Measure what helps you learn.
Good measures illuminate what is happening and why. It isn’t enough to know “customers are having a bad experience” (say, through poor survey results). You want to understand where and why that experience is occurring, and the degree to it can (or can’t) be traced to your project/portfolio/strategy.
Measure proven correlations.
If you can prove that a metric corresponds with a desired outcome—say, more revenue or less customer churn—it’s worth keeping track of. But build curiosity into the framework. Challenge your teams to understand why, how, and where the correlation exists, and what aspects of their work could strengthen it.
Measure with and without outliers.
Risk and randomness are unavoidable—so understand the impact that outliers are having on results, and what led to them in the first place. Don’t separate numbers from the story and context.
Accept that some things shouldn’t be measured.

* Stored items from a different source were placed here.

use geo::{BoundingRect, Coord, Intersects, MultiPolygon, Rect};
use rstar::RTree;

use crate::geom::bbox::{point_envelope, BoundingBox};

/// Geometries represents an indexed collection of MultiPolygons, queried by point.
#[derive(Debug, Clone, Default)]
pub(crate) struct Geometries {
    shapes: Vec<MultiPolygon<f64>>,
    rtree: RTree<BoundingBox>,
}

impl Geometries {
    /// Construct a Geometries object from a vector of MultiPolygons.
    /// Empty MultiPolygons are kept (to preserve indices) but never indexed.
    pub(crate) fn new(shapes: Vec<MultiPolygon<f64>>) -> Self {
        Self {
            rtree: RTree::bulk_load(
                shapes.iter().enumerate()
                    .filter_map(|(i, shape)| shape.bounding_rect().map(|rect| BoundingBox::new(i, rect)))
                    .collect()
            ),
            shapes,
        }
    }

    /// Get a reference to the list of MultiPolygons.
    #[inline] pub(crate) fn shapes(&self) -> &[MultiPolygon<f64>] { &self.shapes }

    /// Indices of every MultiPolygon touching `coord` (interior or boundary), ascending.
    pub(crate) fn locate_all(&self, coord: Coord<f64>) -> Vec<usize> {
        let mut hits: Vec<usize> = self.rtree
            .locate_in_envelope_intersecting(&point_envelope(coord))
            .map(BoundingBox::idx)
            .filter(|&idx| self.shapes[idx].intersects(&coord))
            .collect();
        hits.sort_unstable();
        hits
    }

    /// Index of the first MultiPolygon touching `coord`, in insertion order.
    /// R-tree traversal order is unspecified, so the minimum is taken explicitly.
    pub(crate) fn locate(&self, coord: Coord<f64>) -> Option<usize> {
        self.rtree
            .locate_in_envelope_intersecting(&point_envelope(coord))
            .map(BoundingBox::idx)
            .filter(|&idx| self.shapes[idx].intersects(&coord))
            .min()
    }

    /// Compute the bounding rectangle of all indexed MultiPolygons.
    pub(crate) fn bounds(&self) -> Option<Rect<f64>> {
        self.rtree.iter()
            .map(|b| *b.bbox())
            .reduce(|a, b| Rect::new(
                Coord {
                    x: a.min().x.min(b.min().x),
                    y: a.min().y.min(b.min().y),
                },
                Coord {
                    x: a.max().x.max(b.max().x),
                    y: a.max().y.max(b.max().y),
                }
            ))
    }
}

#[cfg(test)]
mod tests {
    use geo::{coord, polygon};

    use super::*;

    fn square(x0: f64, y0: f64, size: f64) -> MultiPolygon<f64> {
        MultiPolygon(vec![polygon![
            (x: x0, y: y0),
            (x: x0 + size, y: y0),
            (x: x0 + size, y: y0 + size),
            (x: x0, y: y0 + size),
            (x: x0, y: y0),
        ]])
    }

    #[test]
    fn locate_inside_and_outside() {
        let geoms = Geometries::new(vec![square(0.0, 0.0, 1.0), square(2.0, 0.0, 1.0)]);
        assert_eq!(geoms.locate(coord! { x: 0.5, y: 0.5 }), Some(0));
        assert_eq!(geoms.locate(coord! { x: 2.5, y: 0.5 }), Some(1));
        assert_eq!(geoms.locate(coord! { x: 1.5, y: 0.5 }), None);
        assert_eq!(geoms.locate(coord! { x: -10.0, y: 0.5 }), None);
    }

    #[test]
    fn overlap_resolves_to_lowest_index() {
        let geoms = Geometries::new(vec![square(1.0, 1.0, 2.0), square(0.0, 0.0, 2.0), square(1.5, 1.5, 0.1)]);
        let c = coord! { x: 1.55, y: 1.55 };
        assert_eq!(geoms.locate_all(c), vec![0, 1, 2]);
        assert_eq!(geoms.locate(c), Some(0));
    }

    #[test]
    fn bounding_box_hit_is_not_enough() {
        // L-shaped polygon: the notch lies inside the bounding box but outside the shape.
        let l_shape = MultiPolygon(vec![polygon![
            (x: 0.0, y: 0.0),
            (x: 2.0, y: 0.0),
            (x: 2.0, y: 1.0),
            (x: 1.0, y: 1.0),
            (x: 1.0, y: 2.0),
            (x: 0.0, y: 2.0),
            (x: 0.0, y: 0.0),
        ]]);
        let geoms = Geometries::new(vec![l_shape]);
        assert_eq!(geoms.locate(coord! { x: 0.5, y: 1.5 }), Some(0));
        assert_eq!(geoms.locate(coord! { x: 1.5, y: 1.5 }), None);
    }

    #[test]
    fn empty_collection() {
        let geoms = Geometries::new(Vec::new());
        assert!(geoms.shapes().is_empty());
        assert_eq!(geoms.locate(coord! { x: 0.0, y: 0.0 }), None);
        assert!(geoms.bounds().is_none());
    }

    #[test]
    fn bounds_cover_all_shapes() {
        let geoms = Geometries::new(vec![square(0.0, 0.0, 1.0), square(4.0, -2.0, 1.0)]);
        let b = geoms.bounds().unwrap();
        assert_eq!(b.min(), coord! { x: 0.0, y: -2.0 });
        assert_eq!(b.max(), coord! { x: 5.0, y: 1.0 });
        assert_eq!(geoms.shapes().len(), 2);
    }
}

Not everything that matters can—or should—be measured.
If measuring something would distort behavior, encourage gaming, or undermine trust, that’s a signal to rely on observation and conversation instead.
If You Only Do One Thing
Pick one active strategy, project, or portfolio you’re responsible for.
Before you look at the dashboard, ask this question instead:
“If this were going as well as it possibly could, what would I expect to see—day to day?”
Write down three things you’d notice that wouldn’t show up cleanly in a metric.
Then look at your current goals and KPIs and ask:
- Which of these helps us learn whether those things are happening?
- And which ones might be getting in the way?
You don’t have to change anything yet.
Just noticing the gap is often enough to change how leaders show up—and how teams experience the work.